- Exercise data
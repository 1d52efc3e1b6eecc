//! Orphanet Client
//!
//! Orphanet has no free-text search endpoint, so the lookup downloads the Orphadata
//! nomenclature product (`EN_Product1.xml`) and scans it for the first disorder whose
//! preferred name contains the query.

use quick_xml::events::Event;
use quick_xml::Reader;
use serde::{Deserialize, Serialize};
use tracing::info;

use super::{BioDataClient, SourceError};

pub const ORPHANET_SOURCE: &str = "Orphanet API";

#[derive(Debug, Clone, PartialEq, Serialize, Deserialize)]
#[serde(rename_all = "camelCase")]
pub struct OrphanetRecord {
    pub name: String,
    pub orpha_code: String,
    pub source: String,
}

#[derive(Default)]
struct PartialDisorder {
    orpha_code: Option<String>,
    name: Option<String>,
}

#[derive(Clone, Copy, PartialEq)]
enum Capture {
    None,
    OrphaCode,
    Name,
}

/// Find the first `Disorder` whose own `Name` contains `query` (case-insensitive).
///
/// Only the `Name` and `OrphaCode` elements that are direct children of a `Disorder` count;
/// nested blocks such as `DisorderType` carry their own `Name` elements.
pub fn parse_orphanet_xml(xml: &str, query: &str) -> Result<Option<OrphanetRecord>, SourceError> {
    let needle = query.trim().to_lowercase();
    if needle.is_empty() {
        return Ok(None);
    }

    let mut reader = Reader::from_str(xml);
    reader.config_mut().trim_text(true);

    let mut path: Vec<Vec<u8>> = Vec::new();
    let mut disorders: Vec<PartialDisorder> = Vec::new();
    let mut capture = Capture::None;
    let mut text = String::new();

    loop {
        match reader.read_event()? {
            Event::Start(e) => {
                let name = e.name().as_ref().to_vec();
                let parent_is_disorder = path.last().map(|p| p.as_slice()) == Some(b"Disorder".as_slice());
                capture = match name.as_slice() {
                    b"Disorder" => {
                        disorders.push(PartialDisorder::default());
                        Capture::None
                    }
                    b"OrphaCode" if parent_is_disorder => Capture::OrphaCode,
                    b"Name" if parent_is_disorder => Capture::Name,
                    _ => Capture::None,
                };
                text.clear();
                path.push(name);
            }
            Event::Text(t) => {
                if capture != Capture::None {
                    text.push_str(&t.unescape()?);
                }
            }
            Event::CData(t) => {
                if capture != Capture::None {
                    text.push_str(&String::from_utf8_lossy(&t));
                }
            }
            Event::End(e) => {
                let ended = e.name().as_ref().to_vec();
                if let Some(current) = disorders.last_mut() {
                    match capture {
                        Capture::OrphaCode => current.orpha_code = Some(text.trim().to_string()),
                        Capture::Name => current.name = Some(text.trim().to_string()),
                        Capture::None => {}
                    }
                }
                capture = Capture::None;
                path.pop();

                if ended.as_slice() == b"Disorder" {
                    if let Some(disorder) = disorders.pop() {
                        if let (Some(name), Some(code)) = (disorder.name, disorder.orpha_code) {
                            if !code.is_empty() && name.to_lowercase().contains(&needle) {
                                return Ok(Some(OrphanetRecord {
                                    name,
                                    orpha_code: code,
                                    source: ORPHANET_SOURCE.to_string(),
                                }));
                            }
                        }
                    }
                }
            }
            Event::Eof => break,
            _ => {}
        }
    }

    Ok(None)
}

impl BioDataClient {
    pub async fn fetch_orphanet(&self, query: &str) -> Result<Option<OrphanetRecord>, SourceError> {
        let xml = self
            .http()
            .get(&self.config().orphanet_url)
            .send()
            .await?
            .error_for_status()?
            .text()
            .await?;

        let record = parse_orphanet_xml(&xml, query)?;
        if let Some(found) = &record {
            info!(name = %found.name, orpha_code = %found.orpha_code, "Orphanet lookup completed");
        }
        Ok(record)
    }
}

- The task
In this exercise, every line of the listing is to be output exactly.

- Exercise answer
repository 1d52efc3e1b6eecc
//! Orphanet Client
//!
//! Orphanet has no free-text search endpoint, so the lookup downloads the Orphadata
//! nomenclature product (`EN_Product1.xml`) and scans it for the first disorder whose
//! preferred name contains the query.

use quick_xml::events::Event;
use quick_xml::Reader;
use serde::{Deserialize, Serialize};
use tracing::info;

use super::{BioDataClient, SourceError};

pub const ORPHANET_SOURCE: &str = "Orphanet API";

#[derive(Debug, Clone, PartialEq, Serialize, Deserialize)]
#[serde(rename_all = "camelCase")]
pub struct OrphanetRecord {
    pub name: String,
    pub orpha_code: String,
    pub source: String,
}

#[derive(Default)]
struct PartialDisorder {
    orpha_code: Option<String>,
    name: Option<String>,
}

#[derive(Clone, Copy, PartialEq)]
enum Capture {
    None,
    OrphaCode,
    Name,
}

/// Find the first `Disorder` whose own `Name` contains `query` (case-insensitive).
///
/// Only the `Name` and `OrphaCode` elements that are direct children of a `Disorder` count;
/// nested blocks such as `DisorderType` carry their own `Name` elements.
pub fn parse_orphanet_xml(xml: &str, query: &str) -> Result<Option<OrphanetRecord>, SourceError> {
    let needle = query.trim().to_lowercase();
    if needle.is_empty() {
        return Ok(None);
    }

    let mut reader = Reader::from_str(xml);
    reader.config_mut().trim_text(true);

    let mut path: Vec<Vec<u8>> = Vec::new();
    let mut disorders: Vec<PartialDisorder> = Vec::new();
    let mut capture = Capture::None;
    let mut text = String::new();

    loop {
        match reader.read_event()? {
            Event::Start(e) => {
                let name = e.name().as_ref().to_vec();
                let parent_is_disorder = path.last().map(|p| p.as_slice()) == Some(b"Disorder".as_slice());
                capture = match name.as_slice() {
                    b"Disorder" => {
                        disorders.push(PartialDisorder::default());
                        Capture::None
                    }
                    b"OrphaCode" if parent_is_disorder => Capture::OrphaCode,
                    b"Name" if parent_is_disorder => Capture::Name,
                    _ => Capture::None,
                };
                text.clear();
                path.push(name);
            }
            Event::Text(t) => {
                if capture != Capture::None {
                    text.push_str(&t.unescape()?);
                }
            }
            Event::CData(t) => {
                if capture != Capture::None {
                    text.push_str(&String::from_utf8_lossy(&t));
                }
            }
            Event::End(e) => {
                let ended = e.name().as_ref().to_vec();
                if let Some(current) = disorders.last_mut() {
                    match capture {
                        Capture::OrphaCode => current.orpha_code = Some(text.trim().to_string()),
                        Capture::Name => current.name = Some(text.trim().to_string()),
                        Capture::None => {}
                    }
                }
                capture = Capture::None;
                path.pop();

                if ended.as_slice() == b"Disorder" {
                    if let Some(disorder) = disorders.pop() {
                        if let (Some(name), Some(code)) = (disorder.name, disorder.orpha_code) {
                            if !code.is_empty() && name.to_lowercase().contains(&needle) {
                                return Ok(Some(OrphanetRecord {
                                    name,
                                    orpha_code: code,
                                    source: ORPHANET_SOURCE.to_string(),
                                }));
                            }
                        }
                    }
                }
            }
            Event::Eof => break,
            _ => {}
        }
    }

    Ok(None)
}

impl BioDataClient {
    pub async fn fetch_orphanet(&self, query: &str) -> Result<Option<OrphanetRecord>, SourceError> {
        let xml = self
            .http()
            .get(&self.config().orphanet_url)
            .send()
            .await?
            .error_for_status()?
            .text()
            .await?;

        let record = parse_orphanet_xml(&xml, query)?;
        if let Some(found) = &record {
            info!(name = %found.name, orpha_code = %found.orpha_code, "Orphanet lookup completed");
        }
        Ok(record)
    }
}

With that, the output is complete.